Canada updates monthly GDP figures (8:30amET). The value here is the hand-off effect in terms of what is baked into Q4 growth. That’s because we get the preliminary headline September number to go along with August GDP with details. StatsCan has already provided advance guidance for a 1.0% m/m rise in August. I think September will continue positive momentum on the basis of the indicators we know so far which may assuage some Q4 concerns.

US consumer spending, incomes and inflation during September are due out at 8:30amET. A strong rise in consumption should follow the already known 1.9% m/m gain in retail sales including a 1.4% rise in the ‘control group’ that serves as input to consumption figures.

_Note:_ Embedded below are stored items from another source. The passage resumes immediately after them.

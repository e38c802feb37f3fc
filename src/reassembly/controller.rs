//! Reassembly controller: decides when buffered fragments become visible.
//!
//! The controller owns the [`FragmentStore`] of one response and the cursor
//! of the next index it is waiting for. Each fragment arrival is checked
//! against the release threshold; the end of the stream forces whatever is
//! left out in index order.

use super::store::FragmentStore;
use crate::protocol::Fragment;

/// Lifecycle phase of one response.
#[derive(Debug, Clone, Copy, PartialEq, Eq, Default)]
pub enum Phase {
    /// No response in flight.
    #[default]
    Idle,
    /// Fragments are arriving.
    Receiving,
    /// End of stream seen; the render backlog is being flushed.
    Draining,
    /// Response fully rendered.
    Closed,
    /// Sender flagged the response as failed.
    Errored,
}

impl Phase {
    /// Whether the phase is terminal.
    pub const fn is_terminal(self) -> bool {
        matches!(self, Self::Closed | Self::Errored)
    }
}

/// Text handed from the store to the renderer in one go.
#[derive(Debug, Clone, PartialEq, Eq)]
pub struct Release {
    /// Index of the first fragment released.
    pub first_index: u64,
    /// Number of fragments released.
    pub fragments: usize,
    /// Indices that were skipped because they never arrived.
    pub missing: u64,
    /// Concatenated fragment text, in index order.
    pub text: String,
}

/// Release policy plus cursor state for one response.
#[derive(Debug, Clone)]
pub struct ReassemblyController {
    /// Fragments waiting for their predecessors.
    store: FragmentStore,
    /// Next index the display is waiting for.
    next_expected: u64,
    /// Contiguous fragments required for an early release.
    threshold: usize,
    /// Current phase.
    phase: Phase,
}

impl ReassemblyController {
    /// Create an idle controller with the given release threshold.
    ///
    /// A threshold of zero behaves like one.
    pub fn new(threshold: usize) -> Self {
        Self {
            store: FragmentStore::new(),
            next_expected: 0,
            threshold: threshold.max(1),
            phase: Phase::Idle,
        }
    }

    /// Current phase.
    pub const fn phase(&self) -> Phase {
        self.phase
    }

    /// Next index the display is waiting for.
    pub const fn next_expected(&self) -> u64 {
        self.next_expected
    }

    /// Number of fragments held back.
    pub fn buffered(&self) -> usize {
        self.store.len()
    }

    /// Start receiving a fresh response.
    pub fn begin(&mut self) {
        self.reset();
        self.phase = Phase::Receiving;
    }

    /// Accept a fragment and release the contiguous run if it is long enough.
    pub fn on_fragment(&mut self, fragment: Fragment) -> Option<Release> {
        if self.phase != Phase::Receiving {
            tracing::debug!(index = fragment.index, phase = ?self.phase, "fragment outside receiving phase ignored");
            return None;
        }

        if fragment.index < self.next_expected {
            tracing::debug!(
                index = fragment.index,
                next_expected = self.next_expected,
                "duplicate of released fragment ignored"
            );
            return None;
        }

        if self.store.put(fragment.index, fragment.text) {
            tracing::debug!(index = fragment.index, "fragment overwritten by redelivery");
        } else {
            tracing::debug!(index = fragment.index, "stored fragment");
        }

        let run = self.store.contiguous_run(self.next_expected);
        tracing::debug!(
            from = self.next_expected,
            count = run,
            buffered = ?self.store.buffered_indices(),
            "contiguous fragments available"
        );

        if run >= self.threshold {
            self.release_contiguous()
        } else {
            None
        }
    }

    /// Handle end of stream: release everything still buffered.
    ///
    /// The contiguous run goes first; fragments stranded behind a gap that
    /// never closed follow in ascending index order. The controller moves
    /// to [`Phase::Draining`].
    pub fn on_end(&mut self) -> Option<Release> {
        if self.phase != Phase::Receiving {
            tracing::debug!(phase = ?self.phase, "end outside receiving phase ignored");
            return None;
        }
        self.phase = Phase::Draining;

        let mut release = self.release_contiguous();
        let stranded = self.store.drain_all_ordered();
        if stranded.is_empty() {
            return release;
        }

        let mut tail = release.take().unwrap_or_else(|| Release {
            first_index: self.next_expected,
            fragments: 0,
            missing: 0,
            text: String::new(),
        });
        for (index, text) in stranded {
            tail.missing += index - self.next_expected;
            tail.fragments += 1;
            tail.text.push_str(&text);
            self.next_expected = index.saturating_add(1);
        }
        tracing::warn!(
            missing = tail.missing,
            next_expected = self.next_expected,
            "stream ended with gaps; releasing stranded fragments"
        );
        Some(tail)
    }

    /// Handle loss of the transport mid-response.
    ///
    /// Only the contiguous run is released; fragments stranded behind a gap
    /// are dropped. Returns the release and the number of fragments dropped.
    pub fn on_disconnect(&mut self) -> (Option<Release>, usize) {
        if self.phase != Phase::Receiving {
            return (None, 0);
        }
        self.phase = Phase::Draining;
        let release = self.release_contiguous();
        let dropped = self.store.len();
        self.store.clear();
        (release, dropped)
    }

    /// Handle a sender-side error: discard everything buffered.
    ///
    /// Returns the number of fragments dropped.
    pub fn on_error(&mut self) -> usize {
        let dropped = self.store.len();
        self.reset();
        self.phase = Phase::Errored;
        dropped
    }

    /// Close without releasing anything further, e.g. when superseded.
    ///
    /// Returns the number of fragments dropped.
    pub fn abandon(&mut self) -> usize {
        let dropped = self.store.len();
        self.reset();
        self.phase = Phase::Closed;
        dropped
    }

    /// Mark a drained response as closed and reset its state.
    pub fn finish(&mut self) {
        if self.phase == Phase::Draining {
            self.reset();
            self.phase = Phase::Closed;
        }
    }

    fn release_contiguous(&mut self) -> Option<Release> {
        let first_index = self.next_expected;
        let (text, fragments) = self.store.drain_contiguous(&mut self.next_expected);
        if fragments == 0 {
            return None;
        }
        tracing::debug!(first_index, fragments, "released fragments");
        Some(Release {
            first_index,
            fragments,
            missing: 0,
            text,
        })
    }

    fn reset(&mut self) {
        self.store.clear();
        self.next_expected = 0;
    }
}

#[cfg(test)]
mod tests {
    use super::*;

    fn receiving(threshold: usize) -> ReassemblyController {
        let mut controller = ReassemblyController::new(threshold);
        controller.begin();
        controller
    }

    fn frag(index: u64) -> Fragment {
        Fragment::new(index, format!("t{index} "))
    }

    #[test]
    fn test_out_of_order_releases_on_threshold() {
        let mut controller = receiving(5);
        for index in [2, 0, 4, 1] {
            assert!(controller.on_fragment(frag(index)).is_none());
        }

        let release = controller.on_fragment(frag(3)).unwrap();
        assert_eq!(release.text, "t0 t1 t2 t3 t4 ");
        assert_eq!(release.fragments, 5);
        assert_eq!(controller.next_expected(), 5);

        assert!(controller.on_end().is_none());
        assert_eq!(controller.phase(), Phase::Draining);
    }

    #[test]
    fn test_gap_blocks_release() {
        let mut controller = receiving(5);
        for index in [0, 1, 2, 4, 5, 6, 7, 8] {
            assert!(controller.on_fragment(frag(index)).is_none());
        }
        assert_eq!(controller.next_expected(), 0);
        assert_eq!(controller.buffered(), 8);

        let release = controller.on_fragment(frag(3)).unwrap();
        assert_eq!(release.fragments, 9);
        assert_eq!(controller.next_expected(), 9);
    }

    #[test]
    fn test_end_releases_stranded_in_order() {
        let mut controller = receiving(5);
        for index in [0, 1, 2, 4, 5, 6, 7, 8] {
            controller.on_fragment(frag(index));
        }

        let release = controller.on_end().unwrap();
        assert_eq!(release.text, "t0 t1 t2 t4 t5 t6 t7 t8 ");
        assert_eq!(release.first_index, 0);
        assert_eq!(release.fragments, 8);
        assert_eq!(release.missing, 1);
    }

    #[test]
    fn test_end_with_only_stranded() {
        let mut controller = receiving(5);
        controller.on_fragment(frag(3));
        let release = controller.on_end().unwrap();
        assert_eq!(release.first_index, 0);
        assert_eq!(release.missing, 3);
        assert_eq!(release.text, "t3 ");
    }

    #[test]
    fn test_end_with_last_possible_index() {
        let mut controller = receiving(5);
        controller.on_fragment(frag(u64::MAX));
        let release = controller.on_end().unwrap();
        assert_eq!(release.text, format!("t{} ", u64::MAX));
        assert_eq!(release.missing, u64::MAX);
        assert_eq!(controller.next_expected(), u64::MAX);
    }

    #[test]
    fn test_duplicate_before_release_last_write_wins() {
        let mut controller = receiving(2);
        controller.on_fragment(Fragment::new(0, "old"));
        controller.on_fragment(Fragment::new(0, "new"));
        let release = controller.on_fragment(Fragment::new(1, "!")).unwrap();
        assert_eq!(release.text, "new!");
    }

    #[test]
    fn test_duplicate_after_release_ignored() {
        let mut controller = receiving(1);
        assert!(controller.on_fragment(frag(0)).is_some());
        assert!(controller.on_fragment(frag(0)).is_none());
        assert_eq!(controller.buffered(), 0);
        assert_eq!(controller.next_expected(), 1);
    }

    #[test]
    fn test_disconnect_drops_stranded() {
        let mut controller = receiving(5);
        for index in [0, 1, 3] {
            controller.on_fragment(frag(index));
        }
        let (release, dropped) = controller.on_disconnect();
        assert_eq!(release.unwrap().text, "t0 t1 ");
        assert_eq!(dropped, 1);
        assert_eq!(controller.phase(), Phase::Draining);
        assert_eq!(controller.buffered(), 0);
    }

    #[test]
    fn test_error_discards_buffer() {
        let mut controller = receiving(5);
        for index in 0..4 {
            assert!(controller.on_fragment(frag(index)).is_none());
        }
        assert_eq!(controller.on_error(), 4);
        assert_eq!(controller.phase(), Phase::Errored);
        assert_eq!(controller.buffered(), 0);
        assert!(controller.on_end().is_none());
    }

    #[test]
    fn test_finish_resets() {
        let mut controller = receiving(5);
        controller.on_fragment(frag(0));
        controller.on_end();
        controller.finish();
        assert_eq!(controller.phase(), Phase::Closed);
        assert_eq!(controller.next_expected(), 0);
        assert!(controller.phase().is_terminal());
    }

    #[test]
    fn test_abandon_closes() {
        let mut controller = receiving(5);
        controller.on_fragment(frag(2));
        assert_eq!(controller.abandon(), 1);
        assert_eq!(controller.phase(), Phase::Closed);
        assert!(controller.on_fragment(frag(0)).is_none());
    }

    #[test]
    fn test_idle_ignores_fragments() {
        let mut controller = ReassemblyController::new(1);
        assert!(controller.on_fragment(frag(0)).is_none());
        assert_eq!(controller.buffered(), 0);
    }
}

We know from today’s GDP release that Q3 core PCE rose by 3.5% q/q, missing expectations for a 4% rise. This also implies that September core PCE should register a 0.25% m/m decline, barring revisions to other months in the quarter. This is substantially lower than the 0.2% m/m consensus expectation and diverges from core CPI’s 0.2% m/m growth in September. I suspect revisions will be a factor. We also expect personal income growth to rise modestly as government unemployment benefits expired the month prior.

BanRep is expected to hold its Overnight Rate Target at 1.75% tomorrow afternoon (2pmET). Inflation surprised higher in September, rising to 2% y/y—the bottom of BanRep’s target inflation range. Bank communications have suggested that it will make all future decisions gradually in a wait-and-see approach. In addition, we expect officials to highlight the limited room left in the policy rate and their commitment to monetary stimulus for as long as appropriate.

Mexican Q3 GDP is expected to strongly rebound following five consecutive quarterly contractions.